The job market is bustling with people like me: young, eager, and with a recent undergraduate or graduate diploma in hand. We are one of the “next generations” that people talk about, but we are also warned about (especially by the media), as most of us fall in the infamous category of Millennials.
Negative stereotypes aside, young professionals are a pretty great bunch to work with. They look for meaning in what they do, they identify strongly with their values, and they aim to make the world a better place. Consequently, they are willing to work hard for things that matter, such as sustainable value chains, responsible citizenship, ethical business practices, and better humanity.
The ideological dating game
Finding a job for the first few times is a working life dating game that many of us, regardless of generation, experience. We go from flower to flower, trying on different hats in different companies, taking some time to settle down. For young talents especially, this match-making process is done on an ideological level: Do we believe in the same future? Are we building the same world?
Finding a job for the first few times is a working life dating game that many of us experience."
Hiring companies, too, are playing the dating game. Often, young graduates enter an organization as a trainee, and this temporary courtship is an efficient way to see how good the original match was. Can we create value for each other? And more importantly: is there potential for more?
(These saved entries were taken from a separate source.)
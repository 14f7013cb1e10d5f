//! Reference embedding table.
//!
//! Two parallel, position-keyed arrays: per-row metadata ([`IndexEntry`],
//! read from the `index`/`tipo` CSV) and the vectors themselves (an
//! `N x D` matrix read from a headerless CSV). Both are loaded once and never
//! mutated.

pub mod build;
pub mod knn;

use ndarray::{Array2, ArrayView1};
use serde::Deserialize;
use std::path::Path;

use crate::catalog::{Catalogs, MediaType};
use crate::error::{RecommendError, Result};

/// Where a reference row points: row `source_index` of the `media_type` catalog.
#[derive(Debug, Clone, Copy, PartialEq, Eq)]
pub struct IndexEntry {
    pub source_index: usize,
    pub media_type: MediaType,
}

#[derive(Debug, Deserialize)]
struct IndexRow {
    index: usize,
    tipo: String,
}

#[derive(Debug, Clone)]
pub struct ReferenceTable {
    entries: Vec<IndexEntry>,
    vectors: Array2<f32>,
}

impl ReferenceTable {
    /// Pair metadata with vectors. Both must have the same number of rows.
    pub fn new(entries: Vec<IndexEntry>, vectors: Array2<f32>) -> Result<Self> {
        if entries.len() != vectors.nrows() {
            return Err(RecommendError::artifact(
                "reference table",
                format!(
                    "{} index rows but {} vectors",
                    entries.len(),
                    vectors.nrows()
                ),
            ));
        }
        Ok(Self { entries, vectors })
    }

    /// Load the `index`/`tipo` table and the matching vectors file.
    pub fn load(index_path: &Path, vectors_path: &Path) -> Result<Self> {
        let entries = read_entries(index_path)?;
        let vectors = read_vectors(vectors_path)?;
        let table = Self::new(entries, vectors)?;
        tracing::info!(
            rows = table.len(),
            dimensions = table.dimensions(),
            "reference table loaded"
        );
        Ok(table)
    }

    /// Check every row points at an existing catalog entry with a non-blank title.
    pub fn validate_against(&self, catalogs: &Catalogs) -> Result<()> {
        for (row, entry) in self.entries.iter().enumerate() {
            let catalog = catalogs.catalog(entry.media_type);
            match catalog.get(entry.source_index) {
                None => {
                    return Err(RecommendError::artifact(
                        "reference table",
                        format!(
                            "row {row} points at {} row {} but the catalog has {} rows",
                            entry.media_type,
                            entry.source_index,
                            catalog.len()
                        ),
                    ));
                }
                Some(title) if title.trim().is_empty() => {
                    return Err(RecommendError::artifact(
                        "reference table",
                        format!(
                            "row {row} points at blank {} title {}; rebuild with `mediarec index build`",
                            entry.media_type, entry.source_index
                        ),
                    ));
                }
                Some(_) => {}
            }
        }
        Ok(())
    }

    /// Write both files, overwriting any previous contents.
    pub fn write(&self, index_path: &Path, vectors_path: &Path) -> anyhow::Result<()> {
        use anyhow::Context;

        for path in [index_path, vectors_path] {
            if let Some(parent) = path.parent() {
                std::fs::create_dir_all(parent)
                    .with_context(|| format!("failed to create directory {}", parent.display()))?;
            }
        }

        let mut index = csv::WriterBuilder::new()
            .terminator(csv::Terminator::Any(b'\n'))
            .from_path(index_path)
            .with_context(|| format!("failed to create {}", index_path.display()))?;
        index.write_record(["index", "tipo"])?;
        for entry in &self.entries {
            index.write_record([entry.source_index.to_string(), entry.media_type.to_string()])?;
        }
        index.flush()?;

        let mut vectors = csv::WriterBuilder::new()
            .has_headers(false)
            .terminator(csv::Terminator::Any(b'\n'))
            .from_path(vectors_path)
            .with_context(|| format!("failed to create {}", vectors_path.display()))?;
        for row in self.vectors.rows() {
            vectors.write_record(row.iter().map(|v| v.to_string()))?;
        }
        vectors.flush()?;

        Ok(())
    }

    pub fn len(&self) -> usize {
        self.entries.len()
    }

    pub fn is_empty(&self) -> bool {
        self.entries.is_empty()
    }

    pub fn dimensions(&self) -> usize {
        self.vectors.ncols()
    }

    pub fn entries(&self) -> &[IndexEntry] {
        &self.entries
    }

    pub fn entry(&self, row: usize) -> Option<IndexEntry> {
        self.entries.get(row).copied()
    }

    pub fn vector(&self, row: usize) -> ArrayView1<'_, f32> {
        self.vectors.row(row)
    }

    /// Row counts per media type, in [`MediaType::ALL`] order.
    pub fn counts(&self) -> [(MediaType, usize); 3] {
        MediaType::ALL.map(|media_type| {
            let count = self
                .entries
                .iter()
                .filter(|e| e.media_type == media_type)
                .count();
            (media_type, count)
        })
    }
}

fn read_entries(path: &Path) -> Result<Vec<IndexEntry>> {
    let artifact = format!("reference index {}", path.display());
    let mut reader =
        csv::Reader::from_path(path).map_err(|e| RecommendError::artifact(&artifact, e))?;

    let mut entries = Vec::new();
    for row in reader.deserialize::<IndexRow>() {
        let row = row.map_err(|e| RecommendError::artifact(&artifact, e))?;
        entries.push(IndexEntry {
            source_index: row.index,
            media_type: row.tipo.parse()?,
        });
    }
    Ok(entries)
}

fn read_vectors(path: &Path) -> Result<Array2<f32>> {
    let artifact = format!("reference vectors {}", path.display());
    let mut reader = csv::ReaderBuilder::new()
        .has_headers(false)
        .from_path(path)
        .map_err(|e| RecommendError::artifact(&artifact, e))?;

    let mut flat = Vec::new();
    let mut rows = 0usize;
    let mut width = None;
    for record in reader.records() {
        let record = record.map_err(|e| RecommendError::artifact(&artifact, e))?;
        match width {
            None => width = Some(record.len()),
            Some(w) if w != record.len() => {
                return Err(RecommendError::artifact(
                    &artifact,
                    format!("row {rows} has {} values, expected {w}", record.len()),
                ));
            }
            Some(_) => {}
        }
        for field in record.iter() {
            let value: f32 = field.trim().parse().map_err(|e| {
                RecommendError::artifact(&artifact, format!("row {rows}: {field:?}: {e}"))
            })?;
            flat.push(value);
        }
        rows += 1;
    }

    Array2::from_shape_vec((rows, width.unwrap_or(0)), flat)
        .map_err(|e| RecommendError::artifact(&artifact, e))
}

#[cfg(test)]
mod tests {
    use super::*;
    use crate::catalog::Catalog;
    use ndarray::array;

    fn entry(source_index: usize, media_type: MediaType) -> IndexEntry {
        IndexEntry {
            source_index,
            media_type,
        }
    }

    #[test]
    fn new_rejects_length_mismatch() {
        let err = ReferenceTable::new(
            vec![entry(0, MediaType::Game)],
            array![[0.0, 1.0], [1.0, 0.0]],
        )
        .unwrap_err();
        assert!(err.to_string().contains("1 index rows but 2 vectors"));
    }

    #[test]
    fn validate_against_catches_dangling_rows() {
        let catalogs = Catalogs::new(
            Catalog::new(MediaType::Game, vec!["Catan".into()]),
            Catalog::new(MediaType::Book, vec![]),
            Catalog::new(MediaType::Movie, vec!["Alien".into()]),
        );
        let ok = ReferenceTable::new(
            vec![entry(0, MediaType::Game), entry(0, MediaType::Movie)],
            array![[0.0], [1.0]],
        )
        .unwrap();
        ok.validate_against(&catalogs).unwrap();

        let dangling =
            ReferenceTable::new(vec![entry(0, MediaType::Book)], array![[0.0]]).unwrap();
        let err = dangling.validate_against(&catalogs).unwrap_err();
        assert!(err.to_string().contains("libro row 0"));
    }

    #[test]
    fn validate_against_rejects_blank_titles() {
        let catalogs = Catalogs::new(
            Catalog::new(MediaType::Game, vec!["Catan".into()]),
            Catalog::new(MediaType::Book, vec!["  ".into(), "Emma".into()]),
            Catalog::new(MediaType::Movie, vec![]),
        );
        let table = ReferenceTable::new(
            vec![entry(0, MediaType::Game), entry(0, MediaType::Book)],
            array![[0.0], [1.0]],
        )
        .unwrap();
        let err = table.validate_against(&catalogs).unwrap_err();
        assert!(matches!(err, RecommendError::ArtifactLoad { .. }));
        assert!(err.to_string().contains("blank libro title 0"), "got {err}");
    }

    #[test]
    fn write_then_load_preserves_rows() {
        let tmp = tempfile::TempDir::new().unwrap();
        let index_path = tmp.path().join("idx.csv");
        let vectors_path = tmp.path().join("vec.csv");

        let table = ReferenceTable::new(
            vec![entry(3, MediaType::Book), entry(0, MediaType::Movie)],
            array![[0.5, -1.25], [2.0, 0.0]],
        )
        .unwrap();
        table.write(&index_path, &vectors_path).unwrap();

        let header = std::fs::read_to_string(&index_path).unwrap();
        assert!(header.starts_with("index,tipo\n3,libro\n"));

        let loaded = ReferenceTable::load(&index_path, &vectors_path).unwrap();
        assert_eq!(loaded.entries(), table.entries());
        assert_eq!(loaded.dimensions(), 2);
        assert_eq!(loaded.vector(0).to_vec(), vec![0.5, -1.25]);
    }

    #[test]
    fn load_rejects_unknown_tag() {
        let tmp = tempfile::TempDir::new().unwrap();
        let index_path = tmp.path().join("idx.csv");
        let vectors_path = tmp.path().join("vec.csv");
        std::fs::write(&index_path, "index,tipo\n0,podcast\n").unwrap();
        std::fs::write(&vectors_path, "0.1,0.2\n").unwrap();

        let err = ReferenceTable::load(&index_path, &vectors_path).unwrap_err();
        assert!(matches!(err, RecommendError::UnresolvedCatalogEntry(_)));
    }

    #[test]
    fn load_rejects_ragged_vectors() {
        let tmp = tempfile::TempDir::new().unwrap();
        let index_path = tmp.path().join("idx.csv");
        let vectors_path = tmp.path().join("vec.csv");
        std::fs::write(&index_path, "index,tipo\n0,juego\n1,juego\n").unwrap();
        std::fs::write(&vectors_path, "0.1,0.2\n0.3\n").unwrap();

        let err = ReferenceTable::load(&index_path, &vectors_path).unwrap_err();
        assert!(matches!(err, RecommendError::ArtifactLoad { .. }));
    }

    #[test]
    fn extra_index_columns_are_ignored() {
        let tmp = tempfile::TempDir::new().unwrap();
        let index_path = tmp.path().join("idx.csv");
        let vectors_path = tmp.path().join("vec.csv");
        std::fs::write(&index_path, ",index,tipo,texto\n0,4,pelicula,Alien\n").unwrap();
        std::fs::write(&vectors_path, "1,2,3\n").unwrap();

        let table = ReferenceTable::load(&index_path, &vectors_path).unwrap();
        assert_eq!(table.entry(0), Some(entry(4, MediaType::Movie)));
        assert_eq!(table.counts()[2], (MediaType::Movie, 1));
    }
}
Traineeships and trainee programs have become increasingly common, and companies around the world are grasping the opportunity to mould young minds into future talents and leaders. At Aalto EE, for instance, we train budding talents in almost all functions and we design customized trainee programs for your clients, as well.
Potential for more
Once hired, young talents are in what I call a Play-Dough State of Mind. They are perceptive to new ideas and new ways of working, and they can’t wait to show their potential and capabilities. They have also been taught a growth mindset from the get-go, so they enter work life with an appreciation for lifelong learning. The next generations also have significantly less unlearning to do when it comes to topical strategic themes such as digitalization and automatization, design thinking, responsibility and societal impact, innovation agility, and leading with purpose and emotional intelligence.
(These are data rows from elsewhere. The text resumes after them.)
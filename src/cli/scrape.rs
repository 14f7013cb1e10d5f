use anyhow::Result;
use std::path::PathBuf;

use crate::config::AppConfig;

/// Scrape the configured listing page into the books dataset.
pub async fn scrape(config: &AppConfig, url: Option<String>, output: Option<PathBuf>) -> Result<()> {
    let mut scraper_config = config.scraper.clone();
    if let Some(url) = url {
        scraper_config.url = url;
    }
    let output = output.unwrap_or_else(|| config.resolved_scrape_output());

    let report = crate::scrape::run(&scraper_config, &output).await?;

    println!("Scrape complete:");
    println!("  List entries:       {}", report.entries);
    println!("  Records written:    {}", report.records);
    println!("  Duplicates dropped: {}", report.duplicates);
    println!("  Output:             {}", report.output.display());
    Ok(())
}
In fact, many times young talents naturally embody these concepts that companies now wish to incorporate in their values, strategies, and operations. Recent graduates have been raised and educated in an environment where these phenomena are discussed as the new normal, as cornerstones of organizations and societies. Technological and business model disruptions are not intimidating buzz words but a commonplace occurrence and a source of strategic advantage. Corporate social responsibility is not an annual 200-page report but a value-based philosophy that guides business decision-making. Young talents are the role models of the future of work, as they are the experts, managers, and leaders of the 2020s and beyond.
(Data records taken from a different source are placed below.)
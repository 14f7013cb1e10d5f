use axum::http::StatusCode;
use axum::response::Html;
use axum::routing::get;
use mediarec::config::ScraperConfig;
use mediarec::error::RecommendError;
use mediarec::scrape;
use tempfile::TempDir;

const LISTING: &str = r#"<html><body>
<h2 id="books-last1">Top 100 EBooks yesterday</h2>
<ol>
<li><a href="/ebooks/1342">Pride and Prejudice by Jane Austen (1342)</a></li>
<li><a href="/ebooks/84">Frankenstein; Or, The Modern Prometheus by Mary Wollstonecraft Shelley (84)</a></li>
<li><a href="/ebooks/1342">Pride and Prejudice by Jane Austen (1342)</a></li>
<li></li>
</ol>
<ul><li>Not part of the ranking</li></ul>
</body></html>"#;

const EXPECTED_CSV: &str = "\
Titulo Principal,Titulo Secundario,Autor,N° Ref
Pride and Prejudice,,Jane Austen,1342
Frankenstein,The Modern Prometheus,Mary Wollstonecraft Shelley,84
";

/// Serve the fixture listing at `/top1000.php`; every other path is a 404.
async fn spawn_listing_server() -> String {
    let app = axum::Router::new()
        .route("/top1000.php", get(|| async { Html(LISTING) }))
        .fallback(|| async { (StatusCode::NOT_FOUND, "not found") });
    let listener = tokio::net::TcpListener::bind("127.0.0.1:0").await.unwrap();
    let addr = listener.local_addr().unwrap();
    tokio::spawn(async move {
        axum::serve(listener, app).await.unwrap();
    });
    format!("http://{addr}")
}

fn scraper_config(url: String) -> ScraperConfig {
    ScraperConfig {
        url,
        ..ScraperConfig::default()
    }
}

#[tokio::test]
async fn scrape_writes_deduplicated_dataset() {
    let base = spawn_listing_server().await;
    let dir = TempDir::new().unwrap();
    let output = dir.path().join("data").join("dataset_libros.csv");

    let report = scrape::run(&scraper_config(format!("{base}/top1000.php")), &output)
        .await
        .unwrap();

    assert_eq!(report.entries, 4);
    assert_eq!(report.records, 2);
    assert_eq!(report.duplicates, 1);
    assert_eq!(report.output, output);
    assert_eq!(std::fs::read_to_string(&output).unwrap(), EXPECTED_CSV);
}

#[tokio::test]
async fn scraping_twice_produces_identical_files() {
    let base = spawn_listing_server().await;
    let dir = TempDir::new().unwrap();
    let output = dir.path().join("libros.csv");
    let config = scraper_config(format!("{base}/top1000.php"));

    scrape::run(&config, &output).await.unwrap();
    let first = std::fs::read(&output).unwrap();
    scrape::run(&config, &output).await.unwrap();
    let second = std::fs::read(&output).unwrap();

    assert_eq!(first, second);
}

#[tokio::test]
async fn summary_column_is_optional() {
    let base = spawn_listing_server().await;
    let dir = TempDir::new().unwrap();
    let output = dir.path().join("libros.csv");
    let config = ScraperConfig {
        include_summary: true,
        ..scraper_config(format!("{base}/top1000.php"))
    };

    scrape::run(&config, &output).await.unwrap();
    let csv = std::fs::read_to_string(&output).unwrap();
    let mut lines = csv.lines();
    assert_eq!(
        lines.next(),
        Some("Titulo Principal,Titulo Secundario,Autor,N° Ref,Resumen")
    );
    assert_eq!(lines.next(), Some("Pride and Prejudice,,Jane Austen,1342,"));
}

#[tokio::test]
async fn http_error_is_network_fetch() {
    let base = spawn_listing_server().await;
    let url = format!("{base}/missing");

    let err = scrape::fetch(&url, false).await.unwrap_err();
    match err {
        RecommendError::NetworkFetch { url: failed, reason } => {
            assert_eq!(failed, url);
            assert!(reason.contains("404"), "got {reason}");
        }
        other => panic!("expected NetworkFetch, got {other}"),
    }
}

#[tokio::test]
async fn failed_fetch_leaves_existing_dataset_alone() {
    let base = spawn_listing_server().await;
    let dir = TempDir::new().unwrap();
    let output = dir.path().join("libros.csv");
    std::fs::write(&output, "previous contents\n").unwrap();

    let err = scrape::run(&scraper_config(format!("{base}/missing")), &output)
        .await
        .unwrap_err();
    assert!(matches!(
        err.downcast_ref::<RecommendError>(),
        Some(RecommendError::NetworkFetch { .. })
    ));
    assert_eq!(std::fs::read_to_string(&output).unwrap(), "previous contents\n");
}

#[tokio::test]
async fn unreachable_host_is_network_fetch() {
    let listener = tokio::net::TcpListener::bind("127.0.0.1:0").await.unwrap();
    let addr = listener.local_addr().unwrap();
    drop(listener);

    let err = scrape::fetch(&format!("http://{addr}/"), false).await.unwrap_err();
    assert!(matches!(err, RecommendError::NetworkFetch { .. }), "got {err}");
}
A young and capable trainee brought up in the digital era is an investment for not only future value, but for current and emerging change efforts."
It is no wonder that young university graduates represent future imperatives. Aalto University, for instance, highlights that it educates game changers (source: Aalto University, 2018), and many other universities and polytechnics are also attracting students with a promise of change agency in their respective fields. Perusing through the World Economic Forum 2018 report on the future of jobs, notable change is needed and in motion, as new technologies are transforming capabilities and creating skills gaps. These changes have not gone unnoticed by any of us, and as a recent graduate from Aalto University School of Business, I am in complete agreement: we live and work in constant flux. I also believe young talents are natural change agents and value boosters for corporations looking to renovate and innovate during times of drastic working life transitions.
A better future together
A young and capable trainee brought up in the digital era is an investment for not only future value, but for current and emerging change efforts. As a Trainee at Aalto University Executive Education, I see both sides of this coin. A well-designed trainee program can help organizations gear up for the future of work, as companies are able to nurture, give shape to, and harness existing potential. Trainees, on the other hand, provide a fresh breath of air with new ideas, desired values already built-in, and the latest academic research and practical application in the back of their minds.
New talent is hardly the only solution to transformation pains, but fresh graduates can help create context for change, as effective change often happens best when it ignites on an individual grass-root level. I urge companies to welcome the future of work and its makers, and to train their trainees with care and long-term intention. Odds are, one day we will run the world – a world we are passionate to make better.